TASK PROMPT:
Copy out each line of the material below with no changes.

THE RECORDS:

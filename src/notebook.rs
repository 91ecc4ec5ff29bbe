//! Session files and Jupyter notebook export.
//!
//! A session file is a JSON document
//! `{"version": 1, "savedAt": "<RFC 3339>", "lines": [...]}`. A bare JSON
//! array of lines is accepted on input as well.

use std::fs;
use std::path::Path;

use chrono::{DateTime, Utc};
use serde::{Deserialize, Serialize};
use serde_json::{json, Value};

use crate::syntax::{lines_from_json, CodeLine};
use crate::BlockError;

pub const SESSION_VERSION: u32 = 1;

#[derive(Debug, Serialize, Deserialize)]
#[serde(rename_all = "camelCase")]
struct SessionDocument {
  version: u32,
  saved_at: DateTime<Utc>,
  lines: Value,
}

#[derive(Debug, Clone, PartialEq, Eq)]
pub struct LoadedSession {
  /// `None` for a bare line array.
  pub saved_at: Option<DateTime<Utc>>,
  pub lines: Vec<CodeLine>,
}

pub fn session_to_string(
  lines: &[CodeLine],
  saved_at: DateTime<Utc>,
) -> Result<String, BlockError> {
  let doc = SessionDocument {
    version: SESSION_VERSION,
    saved_at,
    lines: serde_json::to_value(lines)?,
  };
  Ok(serde_json::to_string_pretty(&doc)? + "\n")
}

pub fn session_from_str(text: &str) -> Result<LoadedSession, BlockError> {
  let value: Value = serde_json::from_str(text)?;
  if value.is_array() {
    return Ok(LoadedSession {
      saved_at: None,
      lines: lines_from_json(value)?,
    });
  }

  let doc: SessionDocument = serde_json::from_value(value)?;
  if doc.version != SESSION_VERSION {
    return Err(BlockError::UnsupportedSessionVersion(doc.version));
  }
  Ok(LoadedSession {
    saved_at: Some(doc.saved_at),
    lines: lines_from_json(doc.lines)?,
  })
}

pub fn save_session(
  path: impl AsRef<Path>,
  lines: &[CodeLine],
) -> Result<(), BlockError> {
  let path = path.as_ref();
  fs::write(path, session_to_string(lines, Utc::now())?)?;
  tracing::info!(path = %path.display(), lines = lines.len(), "session saved");
  Ok(())
}

pub fn load_session(
  path: impl AsRef<Path>,
) -> Result<LoadedSession, BlockError> {
  let path = path.as_ref();
  let session = session_from_str(&fs::read_to_string(path)?)?;
  tracing::debug!(
    path = %path.display(),
    lines = session.lines.len(),
    "session loaded"
  );
  Ok(session)
}

/// Splits source into the line list notebooks store, keeping the `\n`
/// on every line but the last.
fn source_lines(source: &str) -> Vec<String> {
  let mut lines: Vec<String> =
    source.split_inclusive('\n').map(str::to_string).collect();
  if let Some(last) = lines.last_mut() {
    if source.ends_with('\n') {
      last.pop();
      if last.is_empty() {
        lines.pop();
      }
    }
  }
  lines
}

/// nbformat 4 notebook holding `code` in a single Python code cell.
pub fn to_jupyter(code: &str) -> String {
  let notebook = json!({
    "nbformat": 4,
    "nbformat_minor": 5,
    "metadata": {
      "kernelspec": {
        "display_name": "Python 3",
        "language": "python",
        "name": "python3"
      },
      "language_info": { "name": "python" }
    },
    "cells": [{
      "cell_type": "code",
      "execution_count": null,
      "metadata": {},
      "source": source_lines(code),
      "outputs": []
    }]
  });
  // Serializing a `Value` cannot fail.
  serde_json::to_string_pretty(&notebook).unwrap_or_default() + "\n"
}

#[cfg(test)]
mod tests {
  use super::*;
  use crate::syntax::Payload;

  #[test]
  fn source_lines_keep_newlines() {
    assert_eq!(source_lines("a\nb\n"), vec!["a\n", "b"]);
    assert_eq!(source_lines("a\n    b"), vec!["a\n", "    b"]);
    assert!(source_lines("").is_empty());
  }

  #[test]
  fn future_versions_are_rejected() {
    let text =
      r#"{"version": 2, "savedAt": "2024-01-01T00:00:00Z", "lines": []}"#;
    assert!(matches!(
      session_from_str(text),
      Err(BlockError::UnsupportedSessionVersion(2))
    ));
  }

  #[test]
  fn bare_arrays_load() {
    let session =
      session_from_str(r#"[{"kind": "PASS", "indentDepth": 1}]"#).unwrap();
    assert_eq!(session.saved_at, None);
    assert_eq!(session.lines, vec![CodeLine::new(Payload::Pass, 1)]);
  }
}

YOUR SOLUTION:
filename src/notebook.rs
repository 91ecc4ec5ff29bbe
//! Session files and Jupyter notebook export.
//!
//! A session file is a JSON document
//! `{"version": 1, "savedAt": "<RFC 3339>", "lines": [...]}`. A bare JSON
//! array of lines is accepted on input as well.

use std::fs;
use std::path::Path;

use chrono::{DateTime, Utc};
use serde::{Deserialize, Serialize};
use serde_json::{json, Value};

use crate::syntax::{lines_from_json, CodeLine};
use crate::BlockError;

pub const SESSION_VERSION: u32 = 1;

#[derive(Debug, Serialize, Deserialize)]
#[serde(rename_all = "camelCase")]
struct SessionDocument {
  version: u32,
  saved_at: DateTime<Utc>,
  lines: Value,
}

#[derive(Debug, Clone, PartialEq, Eq)]
pub struct LoadedSession {
  /// `None` for a bare line array.
  pub saved_at: Option<DateTime<Utc>>,
  pub lines: Vec<CodeLine>,
}

pub fn session_to_string(
  lines: &[CodeLine],
  saved_at: DateTime<Utc>,
) -> Result<String, BlockError> {
  let doc = SessionDocument {
    version: SESSION_VERSION,
    saved_at,
    lines: serde_json::to_value(lines)?,
  };
  Ok(serde_json::to_string_pretty(&doc)? + "\n")
}

pub fn session_from_str(text: &str) -> Result<LoadedSession, BlockError> {
  let value: Value = serde_json::from_str(text)?;
  if value.is_array() {
    return Ok(LoadedSession {
      saved_at: None,
      lines: lines_from_json(value)?,
    });
  }

  let doc: SessionDocument = serde_json::from_value(value)?;
  if doc.version != SESSION_VERSION {
    return Err(BlockError::UnsupportedSessionVersion(doc.version));
  }
  Ok(LoadedSession {
    saved_at: Some(doc.saved_at),
    lines: lines_from_json(doc.lines)?,
  })
}

pub fn save_session(
  path: impl AsRef<Path>,
  lines: &[CodeLine],
) -> Result<(), BlockError> {
  let path = path.as_ref();
  fs::write(path, session_to_string(lines, Utc::now())?)?;
  tracing::info!(path = %path.display(), lines = lines.len(), "session saved");
  Ok(())
}

pub fn load_session(
  path: impl AsRef<Path>,
) -> Result<LoadedSession, BlockError> {
  let path = path.as_ref();
  let session = session_from_str(&fs::read_to_string(path)?)?;
  tracing::debug!(
    path = %path.display(),
    lines = session.lines.len(),
    "session loaded"
  );
  Ok(session)
}

/// Splits source into the line list notebooks store, keeping the `\n`
/// on every line but the last.
fn source_lines(source: &str) -> Vec<String> {
  let mut lines: Vec<String> =
    source.split_inclusive('\n').map(str::to_string).collect();
  if let Some(last) = lines.last_mut() {
    if source.ends_with('\n') {
      last.pop();
      if last.is_empty() {
        lines.pop();
      }
    }
  }
  lines
}

/// nbformat 4 notebook holding `code` in a single Python code cell.
pub fn to_jupyter(code: &str) -> String {
  let notebook = json!({
    "nbformat": 4,
    "nbformat_minor": 5,
    "metadata": {
      "kernelspec": {
        "display_name": "Python 3",
        "language": "python",
        "name": "python3"
      },
      "language_info": { "name": "python" }
    },
    "cells": [{
      "cell_type": "code",
      "execution_count": null,
      "metadata": {},
      "source": source_lines(code),
      "outputs": []
    }]
  });
  // Serializing a `Value` cannot fail.
  serde_json::to_string_pretty(&notebook).unwrap_or_default() + "\n"
}

#[cfg(test)]
mod tests {
  use super::*;
  use crate::syntax::Payload;

  #[test]
  fn source_lines_keep_newlines() {
    assert_eq!(source_lines("a\nb\n"), vec!["a\n", "b"]);
    assert_eq!(source_lines("a\n    b"), vec!["a\n", "    b"]);
    assert!(source_lines("").is_empty());
  }

  #[test]
  fn future_versions_are_rejected() {
    let text =
      r#"{"version": 2, "savedAt": "2024-01-01T00:00:00Z", "lines": []}"#;
    assert!(matches!(
      session_from_str(text),
      Err(BlockError::UnsupportedSessionVersion(2))
    ));
  }

  #[test]
  fn bare_arrays_load() {
    let session =
      session_from_str(r#"[{"kind": "PASS", "indentDepth": 1}]"#).unwrap();
    assert_eq!(session.saved_at, None);
    assert_eq!(session.lines, vec![CodeLine::new(Payload::Pass, 1)]);
  }
}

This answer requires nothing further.